Subject: Re: Proposal: CAP_PAYLOAD to reduce Meltdown and Spectre mitigation
 costs
To: Avi Kivity <avi@scylladb.com>,
        "linux-kernel@vger.kernel.org" <linux-kernel@vger.kernel.org>,
        LSM <linux-security-module@vger.kernel.org>
References: <a5398c4e-be02-0de6-5c76-c37320011eef@scylladb.com>
From: Casey Schaufler <casey@schaufler-ca.com>
Message-ID: <19dd9dfc-88c5-530c-67eb-3c9822b2be43@schaufler-ca.com>
Date: Sun, 7 Jan 2018 17:33:48 -0800
User-Agent: Mozilla/5.0 (Windows NT 10.0; WOW64; rv:52.0) Gecko/20100101
 Thunderbird/52.5.2
MIME-Version: 1.0
In-Reply-To: <a5398c4e-be02-0de6-5c76-c37320011eef@scylladb.com>
Content-Type: text/plain; charset=utf-8
Content-Transfer-Encoding: 7bit
Content-Language: en-US
Sender: linux-kernel-owner@vger.kernel.org

On 1/6/2018 11:33 AM, Avi Kivity wrote:
> Meltdown and Spectre mitigations focus on protecting the kernel from a hostile userspace.
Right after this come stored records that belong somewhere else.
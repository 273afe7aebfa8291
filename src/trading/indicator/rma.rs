/// Wilder平滑（RMA），平滑系数 alpha = 1/period
///
/// 与 pandas 的 ewm(com=period-1, adjust=False) 等价：
/// 首个值直接作为种子，之后按 prev + alpha * (value - prev) 递推。
#[derive(Debug, Clone)]
pub struct Rma {
    period: usize,
    current_value: Option<f64>,
    count: usize,
}

impl Rma {
    pub fn new(period: usize) -> Self {
        Rma {
            period: period.max(1),
            current_value: None,
            count: 0,
        }
    }

    pub fn next(&mut self, value: f64) -> f64 {
        self.count += 1;
        let new_value = match self.current_value {
            None => value,
            Some(prev) => {
                let alpha = 1.0 / self.period as f64;
                prev + alpha * (value - prev)
            }
        };
        self.current_value = Some(new_value);
        new_value
    }

    /// 是否已经积累了足够的数据
    pub fn is_ready(&self) -> bool {
        self.count >= self.period
    }

    pub fn reset(&mut self) {
        self.current_value = None;
        self.count = 0;
    }
}

#[cfg(test)]
mod tests {
    use super::*;
    use approx::assert_relative_eq;

    #[test]
    fn test_rma_seeded_by_first_value() {
        let mut rma = Rma::new(3);
        assert_relative_eq!(rma.next(9.0), 9.0);
        // 9 + (12 - 9) / 3 = 10
        assert_relative_eq!(rma.next(12.0), 10.0);
        // 10 + (16 - 10) / 3 = 12
        assert_relative_eq!(rma.next(16.0), 12.0);
        assert!(rma.is_ready());
    }
}
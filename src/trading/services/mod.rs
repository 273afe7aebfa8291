pub mod telegram_bot;
pub mod trading_switch;
use ta::indicators::ExponentialMovingAverage;
use ta::Next;

use crate::error::app_error::AppError;
use crate::trading::indicator::atr::Atr;
use crate::trading::indicator::rsi::Rsi;
use crate::CandleItem;

/// 单根K线对应的指标值
#[derive(Debug, Clone, Copy)]
pub struct IndicatorFrame {
    pub ts: i64,
    pub ema_fast: f64,
    pub ema_slow: f64,
    pub rsi: f64,
    pub atr: f64,
    /// 预热期内的值不可信，禁止用于信号判断
    pub is_ready: bool,
}

/// 指标组合计算器，按K线逐根推进
pub struct IndicatorCombine {
    ema_fast: ExponentialMovingAverage,
    ema_slow: ExponentialMovingAverage,
    rsi: Rsi,
    atr: Atr,
    warmup: usize,
    count: usize,
}

impl IndicatorCombine {
    pub fn new(
        ema_fast_period: usize,
        ema_slow_period: usize,
        rsi_period: usize,
        atr_period: usize,
    ) -> Self {
        let warmup = ema_fast_period
            .max(ema_slow_period)
            .max(rsi_period)
            .max(atr_period);
        Self {
            ema_fast: ExponentialMovingAverage::new(ema_fast_period)
                .expect("ema period must be > 0"),
            ema_slow: ExponentialMovingAverage::new(ema_slow_period)
                .expect("ema period must be > 0"),
            rsi: Rsi::new(rsi_period),
            atr: Atr::new(atr_period),
            warmup,
            count: 0,
        }
    }

    /// 最长周期，即预热所需的最小K线数量
    pub fn warmup(&self) -> usize {
        self.warmup
    }

    pub fn next(&mut self, candle: &CandleItem) -> IndicatorFrame {
        self.count += 1;
        let ema_fast = self.ema_fast.next(candle.c());
        let ema_slow = self.ema_slow.next(candle.c());
        let rsi = self.rsi.next(candle.c());
        let atr = self.atr.next(candle.h(), candle.l(), candle.c());
        IndicatorFrame {
            ts: candle.ts(),
            ema_fast,
            ema_slow,
            rsi,
            atr,
            is_ready: self.count >= self.warmup,
        }
    }

    /// 批量计算整段K线的指标序列，与输入一一对应
    pub fn calculate_frames(
        candles: &[CandleItem],
        ema_fast_period: usize,
        ema_slow_period: usize,
        rsi_period: usize,
        atr_period: usize,
    ) -> Result<Vec<IndicatorFrame>, AppError> {
        let mut combine = Self::new(ema_fast_period, ema_slow_period, rsi_period, atr_period);
        if candles.len() < combine.warmup {
            return Err(AppError::InsufficientHistory {
                required: combine.warmup,
                got: candles.len(),
            });
        }
        Ok(candles.iter().map(|c| combine.next(c)).collect())
    }
}
use std::env;

/// 读取布尔型环境变量：支持 true/false/1/0（大小写不敏感）
pub fn env_is_true(key: &str, default: bool) -> bool {
    match env::var(key) {
        Ok(v) => {
            let v = v.trim();
            v.eq_ignore_ascii_case("true") || v == "1"
        }
        Err(_) => default,
    }
}

/// 读取字符串环境变量，若不存在则返回默认值
pub fn env_or_default(key: &str, default: &str) -> String {
    match env::var(key) {
        Ok(v) => v,
        Err(_) => default.to_string(),
    }
}

/// 读取浮点型环境变量，解析失败时返回默认值
pub fn env_f64(key: &str, default: f64) -> f64 {
    env::var(key)
        .ok()
        .and_then(|v| v.trim().parse::<f64>().ok())
        .unwrap_or(default)
}

/// 读取整型环境变量，解析失败时返回默认值
pub fn env_usize(key: &str, default: usize) -> usize {
    env::var(key)
        .ok()
        .and_then(|v| v.trim().parse::<usize>().ok())
        .unwrap_or(default)
}

pub fn env_u32(key: &str, default: u32) -> u32 {
    env::var(key)
        .ok()
        .and_then(|v| v.trim().parse::<u32>().ok())
        .unwrap_or(default)
}

pub fn env_u64(key: &str, default: u64) -> u64 {
    env::var(key)
        .ok()
        .and_then(|v| v.trim().parse::<u64>().ok())
        .unwrap_or(default)
}

pub fn env_i64(key: &str, default: i64) -> i64 {
    env::var(key)
        .ok()
        .and_then(|v| v.trim().parse::<i64>().ok())
        .unwrap_or(default)
}
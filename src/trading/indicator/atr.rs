use crate::trading::indicator::rma::Rma;

/// ATR，真实波幅经Wilder平滑
pub struct Atr {
    period: usize,
    prev_close: Option<f64>,
    rma: Rma,
}

impl Atr {
    pub fn new(period: usize) -> Self {
        Atr {
            period,
            prev_close: None,
            rma: Rma::new(period),
        }
    }

    fn true_range(&self, high: f64, low: f64) -> f64 {
        match self.prev_close {
            Some(prev_close) => {
                let range1 = high - low;
                let range2 = (high - prev_close).abs();
                let range3 = (low - prev_close).abs();
                range1.max(range2).max(range3)
            }
            // 首根K线没有前收盘价，退化为高低差
            None => high - low,
        }
    }

    pub fn next(&mut self, high: f64, low: f64, close: f64) -> f64 {
        let tr = self.true_range(high, low);
        let atr = self.rma.next(tr);
        self.prev_close = Some(close);
        atr
    }

    pub fn is_ready(&self) -> bool {
        self.rma.is_ready()
    }

    /// 重置计算器状态
    pub fn reset(&mut self) {
        self.prev_close = None;
        self.rma = Rma::new(self.period);
    }
}
// 每日风控重置任务

use std::sync::Arc;

use anyhow::{anyhow, Result};
use tokio::sync::Mutex;
use tokio_cron_scheduler::{Job, JobScheduler};
use tracing::{error, info};

use crate::trading::risk::risk_manager::RiskManager;
use crate::trading::venue::VenueApi;

/// 每日00:00 UTC清空交易计数并重设回撤基准
pub struct DailyResetJob;

impl DailyResetJob {
    pub async fn register(
        scheduler: &JobScheduler,
        venue: Arc<dyn VenueApi>,
        risk_manager: Arc<Mutex<RiskManager>>,
    ) -> Result<()> {
        // cron按UTC解析：秒 分 时 日 月 周
        let job = Job::new_async("0 0 0 * * *", move |_uuid, _lock| {
            let venue = Arc::clone(&venue);
            let risk_manager = Arc::clone(&risk_manager);
            Box::pin(async move {
                match venue.get_account_state().await {
                    Ok(account) => {
                        let mut risk = risk_manager.lock().await;
                        risk.reset_daily(account.balance);
                        info!(
                            "daily risk reset done, start balance={:.2}",
                            account.balance
                        );
                    }
                    Err(e) => {
                        // 下一次成功连接时会重新设定基准
                        error!("daily risk reset skipped, account unavailable: {}", e);
                    }
                }
            })
        })
        .map_err(|e| anyhow!("create daily reset job failed: {}", e))?;
        scheduler
            .add(job)
            .await
            .map_err(|e| anyhow!("register daily reset job failed: {}", e))?;
        Ok(())
    }
}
However, it's not a given that the kernel is the most important target in the system. It is common in server workloads that a single userspace application contains the valuable data on a system, and if it were hostile, the game would already be over, without the need to compromise the kernel.
>
>
> In these workloads, a single application performs most system calls, and so it pays the cost of protection, without benefiting from it directly (since it is the target, rather than the kernel).
>
>
> I propose to create a new capability, CAP_PAYLOAD, that allows the system administrator to designate an application as the main workload in that system. Other processes (like sshd or monitoring daemons) exist to support it, and so it makes sense to protect the rest of the system from their being compromised.

As one of the authors of the POSIX 1003.1e/2c WITHDRAWN DRAFT capability
specification I emphatically NAK this proposal. This is nothing like what
capabilities are for. It doesn't fit the use model and it isn't in any way
related to enforcing system security policy.

> When the kernel switches to user mode of a CAP_PAYLOAD process, it doesn't switch page tables and instead leaves the kernel mapped into the adddress space (still with supervisor protection, of course). This reduces context switch cost, and will also reduce interrupt costs if the interrupt happens while that process executes. Since a CAP_PAYLOAD process is likely to consume the majority of CPU time, the costs associated with Meltdown mitigation are almost completely nullified.

This is a horrible hack. The potential for exploitable edge cases
is enormous. 

> CAP_PAYLOAD has potential to be abused;

Yet another really, really good reason not to implement it.

> every software vendor will be absolutely certain that their application is the reason the universe (let alone that server) exists and they will turn it on, so init systems will have to work to make it doesn't get turned on without administrator opt-in. It's also not perfect, since if there is a payload application compromise, in addition to stealing the application's data ssh keys can be stolen too. But I think it's better than having to choose between significantly reduced performance and security. You get performance for your important application, and protection against the possibility that a remote exploit against a supporting process turns into a remote exploit against that important application.

This is just not a viable use of the capability mechanism.
I am not at liberty to comment on any aspect of the exploits
du'jour, so suggesting alternatives is not something I can
do just now.